PATTAYA, Thailand – Thailand’s banking sector reported modest profit growth in the first quarter of 2026, as lenders moved to strengthen financial buffers amid rising global uncertainty.
According to combined results from 11 major banks—including Kasikornbank, Bangkok Bank, SCB X, Krung Thai Bank, and Bank of Ayudhya—total net profit reached 68.68 billion baht, up slightly by 0.61% from 68.27 billion baht in the same period last year.
Despite the increase, banks continue to face pressure from declining interest income, following a series of policy rate cuts by the Bank of Thailand since last year. Loan yields have adjusted downward, while overall credit growth remains subdued in line with a fragile economic recovery.
Asset quality across the sector remains relatively stable, with non-performing loans (NPLs) largely unchanged or fluctuating only slightly. Banks have maintained cautious lending practices, particularly toward higher-risk segments.
However, a key trend in the first quarter was a noticeable increase in loan-loss provisions. Financial institutions are building reserves in anticipation of potential economic headwinds, including the impact of escalating geopolitical tensions—particularly the conflict involving the United States and Iran—which has driven global oil prices higher.

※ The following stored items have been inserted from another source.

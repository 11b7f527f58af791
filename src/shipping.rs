//! Shipping options by destination country and cart subtotal
//!
//! All amounts are integer minor currency units (cents).

use serde::Serialize;

/// Domestic orders ship free at or above this subtotal (cents)
pub const FREE_SHIPPING_THRESHOLD: i64 = 10_000;

#[derive(Debug, Clone, PartialEq, Eq, Serialize)]
#[serde(rename_all = "camelCase")]
pub struct ShippingOption {
    pub display_name: &'static str,
    /// Fixed amount in cents
    pub amount: i64,
    /// Delivery estimate in business days (min, max)
    pub delivery_estimate: (u32, u32),
}

/// Build the shipping options for a destination.
///
/// Domestic under $100: $10 standard / $25 express. Domestic at or above
/// $100: free standard / $25 express. Everywhere else: $25 / $50.
pub fn options_for(country: &str, subtotal_cents: i64, domestic_country: &str) -> Vec<ShippingOption> {
    let domestic = country.eq_ignore_ascii_case(domestic_country);

    let (standard, express) = if domestic {
        if subtotal_cents >= FREE_SHIPPING_THRESHOLD {
            (0, 2_500)
        } else {
            (1_000, 2_500)
        }
    } else {
        (2_500, 5_000)
    };

    vec![
        ShippingOption {
            display_name: "Standard shipping",
            amount: standard,
            delivery_estimate: (5, 7),
        },
        ShippingOption {
            display_name: "Express shipping",
            amount: express,
            delivery_estimate: (1, 3),
        },
    ]
}

#[cfg(test)]
mod tests {
    use super::*;

    #[test]
    fn domestic_under_threshold_pays_standard() {
        let opts = options_for("US", 9_500, "US");
        assert_eq!(opts[0].amount, 1_000);
        assert_eq!(opts[1].amount, 2_500);
    }

    #[test]
    fn domestic_at_threshold_ships_free() {
        let opts = options_for("US", 15_000, "US");
        assert_eq!(opts[0].amount, 0);
        assert_eq!(opts[1].amount, 2_500);
    }

    #[test]
    fn threshold_is_inclusive() {
        assert_eq!(options_for("US", 10_000, "US")[0].amount, 0);
        assert_eq!(options_for("US", 9_999, "US")[0].amount, 1_000);
    }

    #[test]
    fn international_pays_flat_rates_regardless_of_subtotal() {
        for subtotal in [500, 10_000, 1_000_000] {
            let opts = options_for("CA", subtotal, "US");
            assert_eq!(opts[0].amount, 2_500);
            assert_eq!(opts[1].amount, 5_000);
        }
    }

    #[test]
    fn country_match_is_case_insensitive() {
        assert_eq!(options_for("us", 20_000, "US")[0].amount, 0);
    }
}
//! API routes for merchkit

pub mod checkout;
pub mod health;
pub mod mockup;
pub mod pricing;
pub mod products;

use axum::Router;
use axum::routing::{get, post};
use tower_http::cors::CorsLayer;
use tower_http::trace::TraceLayer;

use crate::state::AppState;

/// Create the application router
pub fn create_router(state: AppState) -> Router {
    let catalog = Router::new()
        .route("/api/products", get(products::list_products))
        .route("/api/products/reload", post(products::reload_catalog))
        .route("/api/products/{id}/boxes", post(products::update_boxes));

    let commerce = Router::new()
        .route("/api/calculate-price", post(pricing::calculate_price))
        .route("/api/calculate-tax", post(checkout::calculate_tax))
        .route("/api/create-checkout", post(checkout::create_checkout));

    let mockups = Router::new()
        .route("/api/products/{id}/mockup", post(mockup::generate_mockup))
        .route("/api/logo-upload-url", post(mockup::logo_upload_url));

    Router::new()
        .route("/health", get(health::health_check))
        .merge(catalog)
        .merge(commerce)
        .merge(mockups)
        // CORS - the storefront frontend is served from another origin
        .layer(CorsLayer::permissive())
        // Trace - request logging at INFO level
        .layer(TraceLayer::new_for_http())
        .with_state(state)
}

Rising energy costs are expected to ripple through the Thai economy, increasing business expenses and household living costs, while placing additional strain on vulnerable groups still recovering from the pandemic.

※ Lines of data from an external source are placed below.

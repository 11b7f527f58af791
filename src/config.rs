//! Service configuration

use crate::error::BoxError;

/// Environment-driven configuration
#[derive(Debug, Clone)]
pub struct Config {
    /// HTTP port
    pub http_port: u16,
    /// Environment: development | staging | production
    pub environment: String,
    /// Airtable personal access token
    pub airtable_pat: String,
    /// Airtable base identifier
    pub airtable_base_id: String,
    /// Airtable table holding the product catalog
    pub airtable_table: String,
    /// Airtable API base URL (overridable for tests)
    pub airtable_api_url: String,
    /// S3 bucket for logos and generated mockups
    pub bucket_name: String,
    /// Public base URL of the bucket (CloudFront or S3 website)
    pub bucket_public_url: String,
    /// Stripe secret key
    pub stripe_secret_key: String,
    /// Public base URL of this service, used in generated links
    pub public_base_url: String,
    /// Countries shipping is offered to (ISO 3166-1 alpha-2)
    pub allowed_countries: Vec<String>,
    /// Country treated as domestic for shipping rates
    pub domestic_country: String,
    /// Directory of base product images
    pub products_dir: String,
}

impl Config {
    /// Require a secret env var: must be set and non-empty outside development.
    fn require_secret(name: &str, environment: &str) -> Result<String, BoxError> {
        let val = match std::env::var(name) {
            Ok(v) => v,
            Err(_) => {
                if environment != "development" {
                    return Err(format!("{name} must be set in {environment} environment").into());
                }
                format!("dev-{name}-not-for-production")
            }
        };
        if val.is_empty() && environment != "development" {
            return Err(format!("{name} must not be empty in {environment} environment").into());
        }
        Ok(val)
    }

    /// Load configuration from environment variables
    pub fn from_env() -> Result<Self, BoxError> {
        let environment = std::env::var("ENVIRONMENT").unwrap_or_else(|_| "development".into());

        let allowed_countries = std::env::var("ALLOWED_COUNTRIES")
            .unwrap_or_else(|_| "US,CA".into())
            .split(',')
            .map(|c| c.trim().to_uppercase())
            .filter(|c| !c.is_empty())
            .collect();

        Ok(Self {
            http_port: std::env::var("HTTP_PORT")
                .ok()
                .and_then(|p| p.parse().ok())
                .unwrap_or(8080),
            airtable_pat: Self::require_secret("AIRTABLE_PAT", &environment)?,
            airtable_base_id: Self::require_secret("AIRTABLE_BASE_ID", &environment)?,
            airtable_table: std::env::var("AIRTABLE_TABLE_NAME")
                .unwrap_or_else(|_| "Products".into()),
            airtable_api_url: std::env::var("AIRTABLE_API_URL")
                .unwrap_or_else(|_| "https://api.airtable.com/v0".into()),
            bucket_name: std::env::var("AWS_BUCKET_NAME").unwrap_or_else(|_| "merchkit-assets".into()),
            bucket_public_url: std::env::var("AWS_BUCKET_URL")
                .unwrap_or_else(|_| "https://assets.merchkit.app".into()),
            stripe_secret_key: Self::require_secret("STRIPE_SECRET_KEY", &environment)?,
            public_base_url: std::env::var("PUBLIC_BASE_URL")
                .unwrap_or_else(|_| "http://localhost:8080".into()),
            allowed_countries,
            domestic_country: std::env::var("DOMESTIC_COUNTRY").unwrap_or_else(|_| "US".into()),
            products_dir: std::env::var("PRODUCTS_DIR").unwrap_or_else(|_| "assets/products".into()),
            environment,
        })
    }
}
//! Catalog normalizer — raw Airtable records to [`Product`]
//!
//! Upstream rows are hand-maintained, so every field is treated as
//! potentially absent or malformed. Pricing and boxes arrive as JSON-encoded
//! strings inside the row; bad JSON becomes an empty default, never an error.
//! Records that cannot be sold (no identifier, no base image, no usable
//! pricing) are filtered out after normalization.

use serde::Deserialize;
use serde_json::Value;

use super::{PlacementBox, PricingTier, Product};

/// A raw record as returned by the Airtable list endpoint
#[derive(Debug, Clone, Deserialize)]
pub struct RawRecord {
    pub id: String,
    #[serde(default)]
    pub fields: serde_json::Map<String, Value>,
}

impl RawRecord {
    fn str_field(&self, name: &str) -> Option<&str> {
        self.fields.get(name).and_then(Value::as_str)
    }
}

/// Parse a JSON-encoded pricing field. Absent or malformed → empty list.
fn parse_pricing(raw: Option<&str>) -> Vec<PricingTier> {
    raw.and_then(|s| serde_json::from_str::<Vec<PricingTier>>(s).ok())
        .unwrap_or_default()
}

/// Parse a JSON-encoded boxes field. Accepts both the wrapped form
/// `{"boxes": [...]}` and a bare array. Absent or malformed → empty list.
fn parse_boxes(raw: Option<&str>) -> Vec<PlacementBox> {
    let Some(s) = raw else { return Vec::new() };

    #[derive(Deserialize)]
    struct Wrapped {
        #[serde(default)]
        boxes: Vec<PlacementBox>,
    }

    if let Ok(w) = serde_json::from_str::<Wrapped>(s) {
        return w.boxes;
    }
    serde_json::from_str::<Vec<PlacementBox>>(s).unwrap_or_default()
}

/// Normalize a single record. Never fails; missing data becomes defaults.
pub fn normalize_record(record: &RawRecord) -> Product {
    let id = record
        .str_field("product_id")
        .filter(|s| !s.is_empty())
        .unwrap_or(&record.id)
        .to_string();

    Product {
        id,
        name: record.str_field("name").unwrap_or_default().to_string(),
        sku: record.str_field("sku").unwrap_or_default().to_string(),
        description: record
            .str_field("description")
            .unwrap_or_default()
            .to_string(),
        image_file: record
            .str_field("image_file")
            .unwrap_or_default()
            .to_string(),
        pricing: parse_pricing(record.str_field("pricing")),
        boxes: parse_boxes(record.str_field("boxes")),
        preview_url: None,
    }
}

/// A product is sellable when it has an identifier, a base image, and a
/// usable pricing list.
pub fn is_sellable(product: &Product) -> bool {
    !product.id.is_empty() && !product.image_file.is_empty() && !product.pricing.is_empty()
}

/// Normalize a page of records, dropping the unsellable ones.
pub fn normalize_all(records: &[RawRecord]) -> Vec<Product> {
    records
        .iter()
        .map(normalize_record)
        .filter(|p| {
            let keep = is_sellable(p);
            if !keep {
                tracing::debug!(product_id = %p.id, "dropping unsellable catalog record");
            }
            keep
        })
        .collect()
}

#[cfg(test)]
mod tests {
    use super::*;

    fn record(fields: Value) -> RawRecord {
        RawRecord {
            id: "recAB12".into(),
            fields: fields.as_object().cloned().unwrap_or_default(),
        }
    }

    #[test]
    fn full_record_normalizes() {
        let rec = record(serde_json::json!({
            "product_id": "tee-classic",
            "name": "Classic Tee",
            "sku": "TEE-001",
            "description": "100% cotton",
            "image_file": "tee-classic.png",
            "pricing": r#"[{"min":1,"max":9,"price":29.99},{"min":10,"price":26.99}]"#,
            "boxes": r#"{"boxes":[{"x":0.3,"y":0.25,"w":0.4,"h":0.3}]}"#,
        }));
        let p = normalize_record(&rec);
        assert_eq!(p.id, "tee-classic");
        assert_eq!(p.pricing.len(), 2);
        assert_eq!(p.pricing[1].max, None);
        assert_eq!(p.boxes.len(), 1);
        assert!(is_sellable(&p));
    }

    #[test]
    fn malformed_json_fields_become_empty_lists() {
        let rec = record(serde_json::json!({
            "product_id": "mug",
            "image_file": "mug.png",
            "pricing": "{not json",
            "boxes": "also not json",
        }));
        let p = normalize_record(&rec);
        assert!(p.pricing.is_empty());
        assert!(p.boxes.is_empty());
    }

    #[test]
    fn absent_fields_become_empty_lists() {
        let rec = record(serde_json::json!({ "image_file": "mug.png" }));
        let p = normalize_record(&rec);
        assert!(p.pricing.is_empty());
        assert!(p.boxes.is_empty());
    }

    #[test]
    fn record_id_backfills_missing_product_id() {
        let rec = record(serde_json::json!({
            "image_file": "pen.png",
            "pricing": r#"[{"min":1,"price":1.99}]"#,
        }));
        assert_eq!(normalize_record(&rec).id, "recAB12");
    }

    #[test]
    fn bare_box_array_is_accepted() {
        let rec = record(serde_json::json!({
            "image_file": "cap.png",
            "boxes": r#"[{"x":0.1,"y":0.1,"w":0.2,"h":0.2}]"#,
        }));
        assert_eq!(normalize_record(&rec).boxes.len(), 1);
    }

    #[test]
    fn filter_drops_unsellable_records() {
        let records = vec![
            record(serde_json::json!({
                "product_id": "good",
                "image_file": "good.png",
                "pricing": r#"[{"min":1,"price":5.0}]"#,
            })),
            // no image
            record(serde_json::json!({
                "product_id": "no-image",
                "pricing": r#"[{"min":1,"price":5.0}]"#,
            })),
            // pricing fails to parse
            record(serde_json::json!({
                "product_id": "bad-pricing",
                "image_file": "x.png",
                "pricing": "nope",
            })),
        ];
        let products = normalize_all(&records);
        assert_eq!(products.len(), 1);
        assert_eq!(products[0].id, "good");
    }
}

With uncertainty surrounding the duration of the conflict, banks have raised their coverage ratios—reserves set aside relative to bad loans—as a precaution against potential deterioration in asset quality.
Analysts say the sector’s cautious stance reflects growing concern that external shocks could weigh on Thailand’s economic momentum in the months ahead, even as early signs of recovery begin to emerge.